Widows are grieving, they are often focusing on their past, on what has gone wrong and what they don’t have.  To tell a widow, “one must be grateful” seems unkind in the face of their pain.

Sadly, some widows do not know how to be grateful; they were not grateful in their youth, in their married life and certainty not in their life as a widow.

What we need to understand is that if we are grateful for what we have, than others will be willing to provide assistance.  It also empowers us to return every favor that has been bestowed upon us.

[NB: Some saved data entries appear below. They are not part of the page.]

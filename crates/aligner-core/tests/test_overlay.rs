use image::{GrayImage, Luma, RgbImage};

use aligner_core::consts::ACCENT_COLOR;
use aligner_core::error::AlignerError;
use aligner_core::overlay::{blend_over, compose_overlay, overlay_alpha, AlphaMode};

fn flat(w: u32, h: u32, v: u8) -> GrayImage {
    GrayImage::from_pixel(w, h, Luma([v]))
}

// ---------------------------------------------------------------------------
// Alpha
// ---------------------------------------------------------------------------

#[test]
fn test_constant_alpha_ignores_content() {
    let active = GrayImage::from_raw(2, 1, vec![0, 255]).unwrap();
    let alpha = overlay_alpha(&active, 0.5, AlphaMode::Constant);
    assert_eq!(alpha.as_raw(), &vec![127, 127]);
}

#[test]
fn test_intensity_alpha_follows_brightness() {
    let active = GrayImage::from_raw(3, 1, vec![0, 100, 255]).unwrap();
    let alpha = overlay_alpha(&active, 0.5, AlphaMode::Intensity);
    assert_eq!(alpha.as_raw(), &vec![0, 50, 127]);
}

// ---------------------------------------------------------------------------
// Composition
// ---------------------------------------------------------------------------

#[test]
fn test_full_opacity_shows_tinted_active() {
    let (reference, active) = (flat(2, 2, 30), flat(2, 2, 255));
    let out =
        compose_overlay(&reference, &active, 1.0, AlphaMode::Constant, ACCENT_COLOR).unwrap();
    assert!(out.pixels().all(|p| p.0 == ACCENT_COLOR));
}

#[test]
fn test_black_active_darkens_reference_by_opacity() {
    let (reference, active) = (flat(1, 1, 200), flat(1, 1, 0));
    let out =
        compose_overlay(&reference, &active, 0.5, AlphaMode::Constant, ACCENT_COLOR).unwrap();
    // alpha 127: (0*127 + 200*128 + 127) / 255 = 100
    assert_eq!(out.get_pixel(0, 0).0, [100, 100, 100]);
}

#[test]
fn test_intensity_mode_leaves_dark_active_transparent() {
    let out =
        compose_overlay(&flat(1, 1, 77), &flat(1, 1, 0), 1.0, AlphaMode::Intensity, ACCENT_COLOR)
            .unwrap();
    assert_eq!(out.get_pixel(0, 0).0, [77, 77, 77]);
}

#[test]
fn test_blend_rejects_mismatched_sizes() {
    let mut base = RgbImage::new(2, 2);
    let err = blend_over(&mut base, &RgbImage::new(3, 2), &flat(2, 2, 255)).unwrap_err();
    assert!(matches!(err, AlignerError::DimensionMismatch { width: 3, .. }));
}

#[test]
fn test_large_blend_matches_small_formula() {
    let reference = flat(300, 300, 120);
    let active = flat(300, 300, 255);
    let out = compose_overlay(&reference, &active, 0.5, AlphaMode::Constant, [255, 0, 0]).unwrap();
    // r: (255*127 + 120*128 + 127) / 255 = 187, g/b: (120*128 + 127) / 255 = 60
    assert_eq!(out.get_pixel(150, 150).0, [187, 60, 60]);
    assert_eq!(out.get_pixel(0, 299).0, [187, 60, 60]);
}
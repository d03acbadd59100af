pub mod align;
pub mod config;
pub mod info;
pub mod preview;

use std::path::{Path, PathBuf};

use anyhow::{bail, Context, Result};
use clap::{Args, ValueEnum};
use serde::{Deserialize, Serialize};

use aligner_core::channel::TransformState;
use aligner_core::config::AlignerConfig;
use aligner_core::session::AlignSession;
use aligner_core::transform::Resample;

#[derive(Clone, Copy, ValueEnum)]
pub enum ResampleArg {
    Nearest,
    Bilinear,
    Bicubic,
}

impl From<ResampleArg> for Resample {
    fn from(arg: ResampleArg) -> Self {
        match arg {
            ResampleArg::Nearest => Resample::Nearest,
            ResampleArg::Bilinear => Resample::Bilinear,
            ResampleArg::Bicubic => Resample::Bicubic,
        }
    }
}

/// Inputs and per-channel transforms shared by `align` and `preview`.
#[derive(Args)]
pub struct StackArgs {
    /// Input images: several single-channel files, or one multi-page/multi-band file
    #[arg(required = true)]
    pub inputs: Vec<PathBuf>,

    /// Settings file (TOML)
    #[arg(long)]
    pub config: Option<PathBuf>,

    /// Alignment file (TOML) with per-channel offsets
    #[arg(long)]
    pub transforms: Option<PathBuf>,

    /// Channel transform as CHANNEL:DX:DY[:ANGLE] (1-based channel, may repeat)
    #[arg(long = "set", value_name = "C:DX:DY[:ANGLE]")]
    pub set: Vec<String>,

    /// Reference channel (1-based)
    #[arg(long)]
    pub reference: Option<usize>,

    /// Resampling filter (overrides the settings file)
    #[arg(long, value_enum)]
    pub resample: Option<ResampleArg>,
}

/// Per-channel offsets as stored in an alignment file.
#[derive(Debug, Default, Serialize, Deserialize)]
pub struct AlignmentFile {
    /// Reference channel (1-based)
    #[serde(default)]
    pub reference: Option<usize>,
    #[serde(default)]
    pub channels: Vec<ChannelTransform>,
}

#[derive(Debug, Serialize, Deserialize)]
pub struct ChannelTransform {
    /// 1-based channel number
    pub channel: usize,
    #[serde(flatten)]
    pub transform: TransformState,
}

impl AlignmentFile {
    pub fn load(path: &Path) -> Result<Self> {
        let contents = std::fs::read_to_string(path)
            .with_context(|| format!("Failed to read alignment file {}", path.display()))?;
        toml::from_str(&contents).context("Invalid alignment file")
    }
}

pub fn load_config(path: Option<&Path>) -> Result<AlignerConfig> {
    match path {
        Some(path) => AlignerConfig::load(path)
            .with_context(|| format!("Failed to load settings from {}", path.display())),
        None => Ok(AlignerConfig::default()),
    }
}

/// Parse `C:DX:DY[:ANGLE]`.
fn parse_set(arg: &str) -> Result<(usize, TransformState)> {
    let parts: Vec<&str> = arg.split(':').map(str::trim).collect();
    if !(3..=4).contains(&parts.len()) {
        bail!("Expected CHANNEL:DX:DY[:ANGLE], got '{arg}'");
    }
    let channel: usize = parts[0]
        .parse()
        .with_context(|| format!("Bad channel number in '{arg}'"))?;
    let mut values = [0.0f64; 3];
    for (slot, text) in values.iter_mut().zip(&parts[1..]) {
        *slot = text
            .parse()
            .with_context(|| format!("Bad number '{text}' in '{arg}'"))?;
    }
    Ok((channel, TransformState::new(values[0], values[1], values[2])))
}

fn to_index(channel: usize, total: usize) -> Result<usize> {
    if channel == 0 || channel > total {
        bail!("Channel {channel} out of range (stack has {total} channels)");
    }
    Ok(channel - 1)
}

/// Load the stack and apply reference, alignment file and `--set` overrides.
pub fn open_session(args: &StackArgs) -> Result<AlignSession> {
    let mut config = load_config(args.config.as_deref())?;
    if let Some(resample) = args.resample {
        config.resample = resample.into();
    }

    let mut session = AlignSession::new(config);
    session
        .load(&args.inputs)
        .context("Failed to load input images")?;
    let total = session.channel_count();

    let file = match &args.transforms {
        Some(path) => AlignmentFile::load(path)?,
        None => AlignmentFile::default(),
    };
    if let Some(reference) = args.reference.or(file.reference) {
        session.set_reference(to_index(reference, total)?)?;
    }
    for entry in &file.channels {
        session.set_transform(to_index(entry.channel, total)?, entry.transform)?;
    }
    for arg in &args.set {
        let (channel, state) = parse_set(arg)?;
        session.set_transform(to_index(channel, total)?, state)?;
    }
    tracing::debug!(
        channels = total,
        reference = session.reference() + 1,
        resample = %session.resample(),
        "Session ready"
    );
    Ok(session)
}

#[cfg(test)]
mod tests {
    use super::*;

    #[test]
    fn set_arg_with_and_without_angle() {
        let (c, s) = parse_set("2:1.5:-3").unwrap();
        assert_eq!(c, 2);
        assert_eq!(s, TransformState::new(1.5, -3.0, 0.0));
        let (_, s) = parse_set("3: 0 : 0 : 0.25").unwrap();
        assert_eq!(s.angle_deg, 0.25);
        assert!(parse_set("2:1").is_err());
        assert!(parse_set("x:1:2").is_err());
    }

    #[test]
    fn alignment_file_parses() {
        let file: AlignmentFile = toml::from_str(
            r#"
            reference = 1
            [[channels]]
            channel = 2
            dx = 1.0
            dy = -1.0
            "#,
        )
        .unwrap();
        assert_eq!(file.reference, Some(1));
        assert_eq!(file.channels[0].transform, TransformState::new(1.0, -1.0, 0.0));
    }
}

I believe that gratitude is the best medicine for hatred and jealousy.  It will change our disposition and bring us some peace and harmony.  It is easy for us to establish a grateful image when things are favorable and much harder when faced with grief and the difficulties of our new life.

I acknowledge that being grateful isn’t easy, but it’s when you feel least thankful that you are most in need of what gratitude can give you.  Gratitude can give you a perspective of positive energy, even if you are not yet there.

I often talk about keeping a journal so you can look back in five years and see how far you have come.  I suggest that you make part of your journal into a “gratitude journal” by writing down three things you are grateful for every day.  Go through your day looking for things to be grateful for, and there is always something to be grateful for.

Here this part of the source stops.